Testamentary Trusts – A Smart Way to Protect Your Family

Estate planning is about more than simply writing a Will. For many families, a Testamentary Trust can provide an extra layer of protection, flexibility and financial security. A Testamentary Trust is created under your Will and only comes into effect after your death. It ensures your estate is distributed in a way that not only reflects your wishes but also safeguards your beneficiaries.

At Hemmings Legal, we often recommend Testamentary Trusts for clients who want to do more than leave a straightforward inheritance.

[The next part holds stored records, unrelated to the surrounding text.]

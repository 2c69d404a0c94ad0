use chrono::{NaiveDate, NaiveDateTime};
use serde::{Deserialize, Serialize};
use std::collections::BTreeSet;
use std::fmt;

// ============================================================================
// Source Columns
// ============================================================================

/// Header labels of the activity export, in file order.
pub const SOURCE_COLUMNS: [&str; 19] = [
    "Date",
    "Title",
    "Distance",
    "Calories",
    "Time",
    "Avg HR",
    "Max HR",
    "Avg Run Cadence",
    "Max Run Cadence",
    "Avg Pace",
    "Best Pace",
    "Total Ascent",
    "Total Descent",
    "Avg Stride Length",
    "Best Lap Time",
    "Moving Time",
    "Elapsed Time",
    "Min Elevation",
    "Max Elevation",
];

/// Columns without which a dataset is rejected outright.
pub const REQUIRED_COLUMNS: [&str; 4] = ["Date", "Distance", "Time", "Avg Pace"];

pub const KM_PER_MILE: f64 = 1.609344;

// ============================================================================
// Fields
// ============================================================================

/// Numeric fields of a normalized record, addressable by their export label.
#[derive(Debug, Clone, Copy, PartialEq, Eq, PartialOrd, Ord, Hash, Serialize, Deserialize)]
pub enum Field {
    Distance,
    DistanceMiles,
    Calories,
    AvgHr,
    MaxHr,
    AvgRunCadence,
    MaxRunCadence,
    TotalAscent,
    TotalDescent,
    AvgStrideLength,
    MinElevation,
    MaxElevation,
    TimeSecs,
    AvgPaceSecs,
    BestPaceSecs,
    HourOfDay,
    DayOfWeek,
    Year,
    PaceMa30,
    HrMa30,
}

impl Field {
    pub const ALL: [Field; 20] = [
        Field::Distance,
        Field::DistanceMiles,
        Field::Calories,
        Field::AvgHr,
        Field::MaxHr,
        Field::AvgRunCadence,
        Field::MaxRunCadence,
        Field::TotalAscent,
        Field::TotalDescent,
        Field::AvgStrideLength,
        Field::MinElevation,
        Field::MaxElevation,
        Field::TimeSecs,
        Field::AvgPaceSecs,
        Field::BestPaceSecs,
        Field::HourOfDay,
        Field::DayOfWeek,
        Field::Year,
        Field::PaceMa30,
        Field::HrMa30,
    ];

    /// The label this field carries in reports and configuration.
    pub fn label(self) -> &'static str {
        match self {
            Field::Distance => "Distance",
            Field::DistanceMiles => "Distance_in_miles",
            Field::Calories => "Calories",
            Field::AvgHr => "Avg HR",
            Field::MaxHr => "Max HR",
            Field::AvgRunCadence => "Avg Run Cadence",
            Field::MaxRunCadence => "Max Run Cadence",
            Field::TotalAscent => "Total Ascent",
            Field::TotalDescent => "Total Descent",
            Field::AvgStrideLength => "Avg Stride Length",
            Field::MinElevation => "Min Elevation",
            Field::MaxElevation => "Max Elevation",
            Field::TimeSecs => "Time_in_secs",
            Field::AvgPaceSecs => "Avg_pace_secs",
            Field::BestPaceSecs => "Best_pace_secs",
            Field::HourOfDay => "Hour_of_day",
            Field::DayOfWeek => "Day_of_week",
            Field::Year => "Year",
            Field::PaceMa30 => "Pace_MA_30",
            Field::HrMa30 => "Avg_HR_MA_30",
        }
    }

    /// Look a field up by its label.
    pub fn from_label(label: &str) -> Option<Field> {
        Field::ALL.into_iter().find(|f| f.label() == label)
    }

    /// The export column this field is read or derived from.
    pub fn source_column(self) -> &'static str {
        match self {
            Field::Distance | Field::DistanceMiles => "Distance",
            Field::Calories => "Calories",
            Field::AvgHr | Field::HrMa30 => "Avg HR",
            Field::MaxHr => "Max HR",
            Field::AvgRunCadence => "Avg Run Cadence",
            Field::MaxRunCadence => "Max Run Cadence",
            Field::TotalAscent => "Total Ascent",
            Field::TotalDescent => "Total Descent",
            Field::AvgStrideLength => "Avg Stride Length",
            Field::MinElevation => "Min Elevation",
            Field::MaxElevation => "Max Elevation",
            Field::TimeSecs => "Time",
            Field::AvgPaceSecs | Field::PaceMa30 => "Avg Pace",
            Field::BestPaceSecs => "Best Pace",
            Field::HourOfDay | Field::DayOfWeek | Field::Year => "Date",
        }
    }
}

impl fmt::Display for Field {
    fn fmt(&self, f: &mut fmt::Formatter<'_>) -> fmt::Result {
        f.write_str(self.label())
    }
}

// ============================================================================
// Records
// ============================================================================

/// One row of the export with every cell typed. Unknown cells are `None`.
#[derive(Debug, Clone, Default, PartialEq, Serialize, Deserialize)]
pub struct RawRecord {
    pub date: Option<String>,
    pub title: Option<String>,
    pub distance: Option<f64>,
    pub calories: Option<f64>,
    pub time: Option<String>,
    pub avg_hr: Option<f64>,
    pub max_hr: Option<f64>,
    pub avg_run_cadence: Option<f64>,
    pub max_run_cadence: Option<f64>,
    pub avg_pace: Option<String>,
    pub best_pace: Option<String>,
    pub total_ascent: Option<f64>,
    pub total_descent: Option<f64>,
    pub avg_stride_length: Option<f64>,
    pub best_lap_time: Option<String>,
    pub moving_time: Option<String>,
    pub elapsed_time: Option<String>,
    pub min_elevation: Option<f64>,
    pub max_elevation: Option<f64>,
}

/// Parsed export rows together with the header columns that were present.
#[derive(Debug, Clone, Default)]
pub struct RawDataset {
    pub records: Vec<RawRecord>,
    pub columns: BTreeSet<String>,
}

/// A raw record plus the calendar, unit and pace features derived from it.
#[derive(Debug, Clone, PartialEq, Serialize, Deserialize)]
pub struct NormalizedRecord {
    pub raw: RawRecord,
    pub timestamp: NaiveDateTime,
    pub short_date: NaiveDate,
    pub distance_miles: Option<f64>,
    pub time_secs: Option<f64>,
    pub avg_pace_secs: Option<f64>,
    pub best_pace_secs: Option<f64>,
    pub hour_of_day: u32,
    /// 0 = Monday .. 6 = Sunday
    pub day_of_week: u32,
    pub month: u32,
    /// `YYYY-MM`
    pub month_year: String,
    pub year: i32,
    pub pace_ma_30: Option<f64>,
    pub hr_ma_30: Option<f64>,
}

impl NormalizedRecord {
    /// Numeric value of a field, `None` when unknown.
    pub fn value(&self, field: Field) -> Option<f64> {
        match field {
            Field::Distance => self.raw.distance,
            Field::DistanceMiles => self.distance_miles,
            Field::Calories => self.raw.calories,
            Field::AvgHr => self.raw.avg_hr,
            Field::MaxHr => self.raw.max_hr,
            Field::AvgRunCadence => self.raw.avg_run_cadence,
            Field::MaxRunCadence => self.raw.max_run_cadence,
            Field::TotalAscent => self.raw.total_ascent,
            Field::TotalDescent => self.raw.total_descent,
            Field::AvgStrideLength => self.raw.avg_stride_length,
            Field::MinElevation => self.raw.min_elevation,
            Field::MaxElevation => self.raw.max_elevation,
            Field::TimeSecs => self.time_secs,
            Field::AvgPaceSecs => self.avg_pace_secs,
            Field::BestPaceSecs => self.best_pace_secs,
            Field::HourOfDay => Some(f64::from(self.hour_of_day)),
            Field::DayOfWeek => Some(f64::from(self.day_of_week)),
            Field::Year => Some(f64::from(self.year)),
            Field::PaceMa30 => self.pace_ma_30,
            Field::HrMa30 => self.hr_ma_30,
        }
    }
}

/// The normalized dataset, in file order.
///
/// Built once per upload and only ever read afterwards.
#[derive(Debug, Clone, Default)]
pub struct NormalizedTable {
    records: Vec<NormalizedRecord>,
    columns: BTreeSet<String>,
}

impl NormalizedTable {
    pub fn new(records: Vec<NormalizedRecord>, columns: BTreeSet<String>) -> Self {
        Self { records, columns }
    }

    pub fn records(&self) -> &[NormalizedRecord] {
        &self.records
    }

    pub fn len(&self) -> usize {
        self.records.len()
    }

    pub fn is_empty(&self) -> bool {
        self.records.is_empty()
    }

    /// Whether the export carried the given header column.
    pub fn has_column(&self, column: &str) -> bool {
        self.columns.contains(column)
    }

    /// Whether a field can be computed for this table.
    pub fn has_field(&self, field: Field) -> bool {
        self.has_column(field.source_column())
    }

    /// Resolve a field label, returning `None` for unknown labels and for fields
    /// whose source column is absent.
    pub fn resolve(&self, label: &str) -> Option<Field> {
        Field::from_label(label).filter(|f| self.has_field(*f))
    }

    /// Values of a field in row order, unknowns included.
    pub fn values(&self, field: Field) -> impl Iterator<Item = Option<f64>> + '_ {
        self.records.iter().map(move |r| r.value(field))
    }

    /// Known values of a field in row order.
    pub fn known_values(&self, field: Field) -> Vec<f64> {
        self.values(field).flatten().collect()
    }
}

static_assertions::assert_impl_all!(NormalizedTable: Send, Sync);

// ============================================================================
// Metric Results
// ============================================================================

/// Descriptive statistics of one field. Unknown statistics are `None`.
#[derive(Debug, Clone, Default, PartialEq, Serialize, Deserialize)]
pub struct DescriptiveRow {
    pub label: String,
    pub count: usize,
    pub mean: Option<f64>,
    pub std: Option<f64>,
    pub min: Option<f64>,
    pub p25: Option<f64>,
    pub p50: Option<f64>,
    pub p75: Option<f64>,
    pub max: Option<f64>,
}

/// Descriptive rows plus the formatted overall mean pace.
#[derive(Debug, Clone, Default, PartialEq, Serialize, Deserialize)]
pub struct DescriptiveMatrix {
    pub rows: Vec<DescriptiveRow>,
    /// `None` when the table has no pace column; empty when no pace is known.
    pub mean_pace: Option<String>,
}

/// Mean pace of all runs started on one weekday.
#[derive(Debug, Clone, PartialEq, Serialize, Deserialize)]
pub struct WeekdayPace {
    /// English day name, `Monday`..`Sunday`.
    pub day: String,
    /// Formatted as `MM:SS.ss`.
    pub mean_pace: String,
}

#[derive(Debug, Clone, Copy, PartialEq, Serialize, Deserialize)]
pub struct Totals {
    pub total_calories: i64,
    pub total_distance: f64,
}

/// Per-year mean/std/min/max of one field, years ascending.
#[derive(Debug, Clone, Default, PartialEq, Serialize, Deserialize)]
pub struct YearlyTable {
    pub years: Vec<i32>,
    pub mean: Vec<Option<f64>>,
    pub std: Vec<Option<f64>>,
    pub min: Vec<Option<f64>>,
    pub max: Vec<Option<f64>>,
}

/// Result of an optional per-field computation: either data or an inline error.
#[derive(Debug, Clone, PartialEq, Serialize, Deserialize)]
pub enum FieldOutcome<T> {
    Computed(T),
    NotFound { error: String },
}

impl<T> FieldOutcome<T> {
    pub fn not_found(label: &str) -> Self {
        FieldOutcome::NotFound {
            error: format!("{label} not found in dataset"),
        }
    }

    pub fn computed(&self) -> Option<&T> {
        match self {
            FieldOutcome::Computed(v) => Some(v),
            FieldOutcome::NotFound { .. } => None,
        }
    }
}

/// Per-field outcomes keyed by the requested label, in request order.
pub type PerField<T> = Vec<(String, FieldOutcome<T>)>;

/// One of the fastest runs at a target distance.
#[derive(Debug, Clone, PartialEq, Serialize, Deserialize)]
pub struct PerformanceRecord {
    pub date: NaiveDateTime,
    pub distance: f64,
    pub time: Option<String>,
    pub avg_pace: Option<String>,
}

/// Up to three fastest runs for one caller-supplied target distance.
#[derive(Debug, Clone, PartialEq, Serialize, Deserialize)]
pub struct BestPerformances {
    /// The target exactly as supplied; used verbatim as the report key.
    pub distance: f64,
    pub runs: Vec<PerformanceRecord>,
}

// ============================================================================
// Series Results
// ============================================================================

#[derive(Debug, Clone, Default, PartialEq, Serialize, Deserialize)]
pub struct Histogram {
    /// Bin midpoints, ascending.
    pub bins: Vec<f64>,
    pub counts: Vec<u64>,
}

/// Raw values of one metric alongside their trailing moving average.
#[derive(Debug, Clone, Default, PartialEq, Serialize, Deserialize)]
pub struct MovingAverageSeries {
    pub dates: Vec<String>,
    pub values: Vec<Option<f64>>,
    pub moving_average: Vec<Option<f64>>,
}

#[derive(Debug, Clone, Default, PartialEq, Serialize, Deserialize)]
pub struct TimeSeriesData {
    pub avg_hr: MovingAverageSeries,
    pub avg_pace: MovingAverageSeries,
}
use super::stats::StatsAccumulator;
use crate::types::{FieldOutcome, NormalizedTable, PerField, YearlyTable};
use std::collections::BTreeMap;
use tracing::warn;

/// Per-year mean, std, min and max for each requested field.
///
/// Labels the table cannot provide yield a `NotFound` entry instead of failing
/// the whole view. Every year present in the data gets a row, even when the
/// field has no known value in that year.
pub fn yearly_stats(table: &NormalizedTable, columns: &[String]) -> PerField<YearlyTable> {
    columns
        .iter()
        .map(|label| {
            let outcome = match table.resolve(label) {
                Some(field) => {
                    let mut groups: BTreeMap<i32, StatsAccumulator> = BTreeMap::new();
                    for record in table.records() {
                        groups
                            .entry(record.year)
                            .or_default()
                            .push_opt(record.value(field));
                    }
                    FieldOutcome::Computed(yearly_table(groups))
                }
                None => {
                    warn!("Yearly statistics skipped: {label} not found in dataset");
                    FieldOutcome::not_found(label)
                }
            };
            (label.clone(), outcome)
        })
        .collect()
}

fn yearly_table(groups: BTreeMap<i32, StatsAccumulator>) -> YearlyTable {
    let mut table = YearlyTable::default();
    for (year, acc) in groups {
        table.years.push(year);
        table.mean.push(acc.mean());
        table.std.push(acc.std());
        table.min.push(acc.min());
        table.max.push(acc.max());
    }
    table
}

Why Consider a Testamentary Trust?

There are several compelling reasons why Testamentary Trusts are becoming more popular in Victoria.

Tax Benefits

One of the most attractive features of a Testamentary Trust is its ability to provide tax advantages. Income earned from investments within the trust can be distributed among beneficiaries in a tax-effective manner. For example, distributions made to minor children are taxed at adult tax rates, which may significantly reduce the overall tax burden on the family.

Asset Protection

Assets held in a Testamentary Trust may be shielded from claims by creditors or from division during a relationship breakdown. This makes Testamentary Trusts particularly valuable for families with business interests or beneficiaries who may face financial difficulties.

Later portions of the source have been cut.